## Task goal:
Whenever the string "recomputed" turns up in a line below, that line should be copied.

------------------------------------------------------------------------

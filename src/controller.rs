//! Dashboard session: owns all mutable state and sequences recomputation
//!
//! Each UI event is applied, then table styling is recomputed exactly once and
//! the chart is re-derived only when the effective selection or the statistic
//! changed. Events are handled to completion one at a time.

use crate::chart::{derive_chart, ChartSpec};
use crate::dataset::Dataset;
use crate::error::DashboardError;
use crate::selection::SelectionState;
use crate::statistic::{Statistic, StatisticOption};
use crate::table::{row_styles, style_rules, ColumnSpec, Palette, RowStyle, SortKey, StyleRule, TableView};
use log::{debug, warn};
use serde::{Deserialize, Serialize};
use serde_json::{Map, Value};

/// User interaction delivered by the host
#[derive(Debug, Clone, PartialEq, Serialize, Deserialize)]
#[serde(tag = "type", rename_all = "snake_case")]
pub enum DashboardEvent {
    ToggleRow { id: usize },
    /// Full set of checked rows, as the host table reports it
    SetSelectedRows { ids: Vec<usize> },
    ClearSelection,
    /// Raw dropdown value; validated here
    SetStatistic { statistic: String },
    SetFilter { query: String },
    SetSort { keys: Vec<SortKey> },
    SetPage { page: usize },
    RemoveRow { id: usize },
}

#[derive(Debug, Clone, Copy, PartialEq, Eq, Serialize)]
#[serde(rename_all = "lowercase")]
pub enum Phase {
    /// No effective selection, no chart
    Idle,
    /// At least one selected row visible, chart shown
    Selected,
}

#[derive(Debug, Clone, PartialEq, Serialize)]
#[serde(tag = "action", content = "chart", rename_all = "snake_case")]
pub enum ChartUpdate {
    Unchanged,
    Redraw(ChartSpec),
    Hide,
}

/// What the host must redraw after one event
#[derive(Debug, Clone, PartialEq, Serialize)]
pub struct Update {
    pub styles: Vec<RowStyle>,
    pub style_rules: Vec<StyleRule>,
    pub chart: ChartUpdate,
    pub phase: Phase,
    /// Recoverable conditions met while handling the event
    pub notices: Vec<String>,
}

/// Full view state, for the initial page load
#[derive(Debug, Clone, Serialize)]
pub struct DashboardState {
    pub columns: Vec<ColumnSpec>,
    pub rows: Vec<Map<String, Value>>,
    pub page: usize,
    pub page_count: usize,
    pub page_size: usize,
    pub selected: Vec<usize>,
    pub filter: Option<String>,
    pub sort: Vec<SortKey>,
    pub statistic: Statistic,
    pub statistic_options: Vec<StatisticOption>,
    pub styles: Vec<RowStyle>,
    pub style_rules: Vec<StyleRule>,
    pub chart: Option<ChartSpec>,
    pub phase: Phase,
}

pub struct Dashboard {
    dataset: Dataset,
    view: TableView,
    /// Checked rows, including ones currently hidden by the filter
    selection: SelectionState,
    statistic: Statistic,
    palette: Palette,
    chart: Option<ChartSpec>,
    /// Inputs the current chart was derived from
    derived_from: (SelectionState, Statistic),
    style_revision: u64,
    chart_revision: u64,
}

impl Dashboard {
    pub fn new(dataset: Dataset, statistic: Statistic, palette: Palette) -> Self {
        let view = TableView::new(&dataset);
        Self {
            dataset,
            view,
            selection: SelectionState::new(),
            statistic,
            palette,
            chart: None,
            derived_from: (SelectionState::new(), statistic),
            style_revision: 0,
            chart_revision: 0,
        }
    }

    pub fn dataset(&self) -> &Dataset {
        &self.dataset
    }

    pub fn selection(&self) -> &SelectionState {
        &self.selection
    }

    pub fn statistic(&self) -> Statistic {
        self.statistic
    }

    #[cfg(test)]
    pub fn chart(&self) -> Option<&ChartSpec> {
        self.chart.as_ref()
    }

    pub fn phase(&self) -> Phase {
        if self.chart.is_some() {
            Phase::Selected
        } else {
            Phase::Idle
        }
    }

    /// Number of times table styling has been recomputed
    pub fn style_revision(&self) -> u64 {
        self.style_revision
    }

    /// Number of times the chart has been derived
    pub fn chart_revision(&self) -> u64 {
        self.chart_revision
    }

    /// Selection the chart is built from: checked rows the view still shows
    pub fn effective_selection(&self) -> SelectionState {
        self.view.derived_selection(&self.selection)
    }

    /// Apply one event and recompute what depends on it.
    ///
    /// A rejected event leaves all state untouched and triggers no recomputation.
    pub fn handle(&mut self, event: DashboardEvent) -> Result<Update, DashboardError> {
        debug!("Handling event: {:?}", event);
        let mut notices = Vec::new();

        match event {
            DashboardEvent::ToggleRow { id } => {
                if !self.dataset.contains_id(id) || self.view.is_removed(id) {
                    return Err(DashboardError::UnknownRow(id));
                }
                self.selection.toggle(id);
            }
            DashboardEvent::SetSelectedRows { ids } => {
                let (known, stale): (Vec<usize>, Vec<usize>) = ids
                    .into_iter()
                    .partition(|&id| self.dataset.contains_id(id) && !self.view.is_removed(id));
                if !stale.is_empty() {
                    notices.push(DashboardError::StaleSelection(stale));
                }
                self.selection = known.into_iter().collect();
            }
            DashboardEvent::ClearSelection => self.selection.clear(),
            DashboardEvent::SetStatistic { statistic } => {
                self.statistic = statistic.parse()?;
            }
            DashboardEvent::SetFilter { query } => self.view.set_filter(&self.dataset, &query)?,
            DashboardEvent::SetSort { keys } => self.view.set_sort(&self.dataset, keys)?,
            DashboardEvent::SetPage { page } => self.view.set_page(page),
            DashboardEvent::RemoveRow { id } => {
                self.view.remove_row(&self.dataset, id)?;
                self.selection.deselect(id);
            }
        }

        let (styles, rules) = self.restyle();
        let chart = self.rederive(&mut notices);

        for notice in &notices {
            warn!("{}", notice);
        }

        Ok(Update {
            styles,
            style_rules: rules,
            chart,
            phase: self.phase(),
            notices: notices.iter().map(|n| n.to_string()).collect(),
        })
    }

    fn restyle(&mut self) -> (Vec<RowStyle>, Vec<StyleRule>) {
        self.style_revision += 1;
        let page = self.view.page_ids();
        (
            row_styles(page, &self.selection, &self.palette),
            style_rules(page, &self.selection, &self.palette),
        )
    }

    fn rederive(&mut self, notices: &mut Vec<DashboardError>) -> ChartUpdate {
        let inputs = (self.effective_selection(), self.statistic);
        if inputs == self.derived_from {
            return ChartUpdate::Unchanged;
        }

        let update = if inputs.0.is_empty() {
            // Nothing to plot; the deriver is not invoked
            match self.chart.take() {
                Some(_) => ChartUpdate::Hide,
                None => ChartUpdate::Unchanged,
            }
        } else {
            self.chart_revision += 1;
            let derivation = derive_chart(&self.dataset, &inputs.0, inputs.1);
            debug!(
                "Chart derived for {} rows ({})",
                inputs.0.len(),
                inputs.1
            );
            notices.extend(derivation.notices);
            self.chart = derivation.chart;
            match &self.chart {
                Some(chart) => ChartUpdate::Redraw(chart.clone()),
                None => ChartUpdate::Hide,
            }
        };

        self.derived_from = inputs;
        update
    }

    pub fn state(&self) -> DashboardState {
        let page = self.view.page_ids();
        DashboardState {
            columns: TableView::column_specs(&self.dataset),
            rows: self.view.page_records(&self.dataset),
            page: self.view.page(),
            page_count: self.view.page_count(),
            page_size: self.view.page_size(),
            selected: self.selection.ids().collect(),
            filter: self.view.filter_query().map(str::to_string),
            sort: self.view.sort_keys().to_vec(),
            statistic: self.statistic,
            statistic_options: Statistic::options(),
            styles: row_styles(page, &self.selection, &self.palette),
            style_rules: style_rules(page, &self.selection, &self.palette),
            chart: self.chart.clone(),
            phase: self.phase(),
        }
    }
}

#[cfg(test)]
mod tests {
    use super::*;
    use crate::dataset::fixtures::{many_rows, three_rows};
    use crate::table::HIGHLIGHT_BACKGROUND;

    fn dashboard() -> Dashboard {
        Dashboard::new(three_rows(), Statistic::Mean, Palette::default())
    }

    fn toggle(id: usize) -> DashboardEvent {
        DashboardEvent::ToggleRow { id }
    }

    fn redrawn(update: &Update) -> &ChartSpec {
        match &update.chart {
            ChartUpdate::Redraw(chart) => chart,
            other => panic!("expected redraw, got {:?}", other),
        }
    }

    #[test]
    fn test_starts_idle() {
        let d = dashboard();
        assert_eq!(d.phase(), Phase::Idle);
        assert!(d.chart().is_none());
        assert_eq!(d.chart_revision(), 0);
    }

    #[test]
    fn test_one_toggle_one_recomputation() {
        let mut d = dashboard();
        let update = d.handle(toggle(1)).unwrap();

        assert_eq!(d.style_revision(), 1);
        assert_eq!(d.chart_revision(), 1);
        assert_eq!(update.phase, Phase::Selected);
        assert_eq!(redrawn(&update).categories, vec!["Putamen".to_string()]);
        assert_eq!(update.styles[1].background.as_deref(), Some(HIGHLIGHT_BACKGROUND));
    }

    #[test]
    fn test_idle_selected_idle_cycle() {
        let mut d = dashboard();
        d.handle(toggle(0)).unwrap();
        let update = d.handle(toggle(2)).unwrap();
        assert_eq!(redrawn(&update).ids, vec![0, 2]);

        d.handle(toggle(0)).unwrap();
        let update = d.handle(toggle(2)).unwrap();
        assert_eq!(update.chart, ChartUpdate::Hide);
        assert_eq!(update.phase, Phase::Idle);
        assert_eq!(d.chart_revision(), 3);
    }

    #[test]
    fn test_statistic_change_redraws() {
        let mut d = dashboard();
        d.handle(DashboardEvent::SetSelectedRows { ids: vec![0, 1, 2] }).unwrap();
        let update = d
            .handle(DashboardEvent::SetStatistic {
                statistic: "Excluded_Voxels".to_string(),
            })
            .unwrap();
        let chart = redrawn(&update);
        assert_eq!(chart.y_axis_label, "Percentage of voxels excluded");
        assert_eq!(d.statistic(), Statistic::ExcludedVoxels);
    }

    #[test]
    fn test_statistic_change_while_idle_does_not_derive() {
        let mut d = dashboard();
        let update = d
            .handle(DashboardEvent::SetStatistic {
                statistic: "Max".to_string(),
            })
            .unwrap();
        assert_eq!(update.chart, ChartUpdate::Unchanged);
        assert_eq!(d.chart_revision(), 0);
        assert_eq!(d.style_revision(), 1);
    }

    #[test]
    fn test_invalid_statistic_rejected_without_side_effects() {
        let mut d = dashboard();
        d.handle(toggle(0)).unwrap();
        let err = d
            .handle(DashboardEvent::SetStatistic {
                statistic: "Median".to_string(),
            })
            .unwrap_err();
        assert_eq!(err, DashboardError::InvalidStatistic("Median".to_string()));
        assert_eq!(d.statistic(), Statistic::Mean);
        assert_eq!(d.style_revision(), 1);
        assert_eq!(d.chart_revision(), 1);
    }

    #[test]
    fn test_page_change_keeps_chart() {
        let mut d = Dashboard::new(many_rows(12), Statistic::Mean, Palette::default());
        d.handle(toggle(3)).unwrap();
        let update = d.handle(DashboardEvent::SetPage { page: 1 }).unwrap();
        assert_eq!(update.chart, ChartUpdate::Unchanged);
        assert_eq!(update.styles.len(), 5);
        assert_eq!(update.styles[0].id, 5);
        // Selected row 3 is not on page 1
        assert_eq!(update.style_rules.len(), 1);
        assert_eq!(d.chart_revision(), 1);
    }

    #[test]
    fn test_filter_hides_selected_rows_from_chart() {
        let mut d = dashboard();
        d.handle(DashboardEvent::SetSelectedRows { ids: vec![0, 1] }).unwrap();

        let update = d
            .handle(DashboardEvent::SetFilter {
                query: "{Mean} > 12".to_string(),
            })
            .unwrap();
        assert_eq!(redrawn(&update).ids, vec![1]);
        // Row 0 is still checked
        assert!(d.selection().contains(0));

        let update = d
            .handle(DashboardEvent::SetFilter {
                query: "{Mean} > 100".to_string(),
            })
            .unwrap();
        assert_eq!(update.chart, ChartUpdate::Hide);
        assert_eq!(d.phase(), Phase::Idle);

        let update = d
            .handle(DashboardEvent::SetFilter { query: String::new() })
            .unwrap();
        assert_eq!(redrawn(&update).ids, vec![0, 1]);
    }

    #[test]
    fn test_sort_does_not_rederive() {
        let mut d = dashboard();
        d.handle(toggle(2)).unwrap();
        let update = d
            .handle(DashboardEvent::SetSort {
                keys: vec![SortKey::desc("Mean")],
            })
            .unwrap();
        assert_eq!(update.chart, ChartUpdate::Unchanged);
        let ids: Vec<usize> = update.styles.iter().map(|s| s.id).collect();
        assert_eq!(ids, vec![1, 2, 0]);
        assert_eq!(update.styles[1].background.as_deref(), Some(HIGHLIGHT_BACKGROUND));
    }

    #[test]
    fn test_remove_row_deselects() {
        let mut d = dashboard();
        d.handle(DashboardEvent::SetSelectedRows { ids: vec![0, 1] }).unwrap();
        let update = d.handle(DashboardEvent::RemoveRow { id: 0 }).unwrap();
        assert_eq!(redrawn(&update).ids, vec![1]);
        assert!(!d.selection().contains(0));
        assert_eq!(d.dataset().len(), 3);

        assert_eq!(d.handle(toggle(0)), Err(DashboardError::UnknownRow(0)));
    }

    #[test]
    fn test_stale_ids_reported() {
        let mut d = dashboard();
        let update = d
            .handle(DashboardEvent::SetSelectedRows { ids: vec![1, 42] })
            .unwrap();
        assert_eq!(redrawn(&update).ids, vec![1]);
        assert_eq!(update.notices.len(), 1);
        assert!(update.notices[0].contains("42"));
    }

    #[test]
    fn test_event_json_shape() {
        let event: DashboardEvent = serde_json::from_str(r#"{"type": "toggle_row", "id": 4}"#).unwrap();
        assert_eq!(event, toggle(4));
        let event: DashboardEvent =
            serde_json::from_str(r#"{"type": "set_sort", "keys": [{"column_id": "Mean", "direction": "desc"}]}"#)
                .unwrap();
        assert_eq!(
            event,
            DashboardEvent::SetSort {
                keys: vec![SortKey::desc("Mean")]
            }
        );
    }

    #[test]
    fn test_state_snapshot() {
        let mut d = dashboard();
        d.handle(toggle(1)).unwrap();
        let state = d.state();
        assert_eq!(state.rows.len(), 3);
        assert_eq!(state.selected, vec![1]);
        assert_eq!(state.phase, Phase::Selected);
        assert_eq!(state.statistic_options.len(), 6);
        assert!(state.chart.is_some());
    }
}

------------------------------------------------------------------------

## Solution for this problem:
//! Each UI event is applied, then table styling is recomputed exactly once and
    /// Number of times table styling has been recomputed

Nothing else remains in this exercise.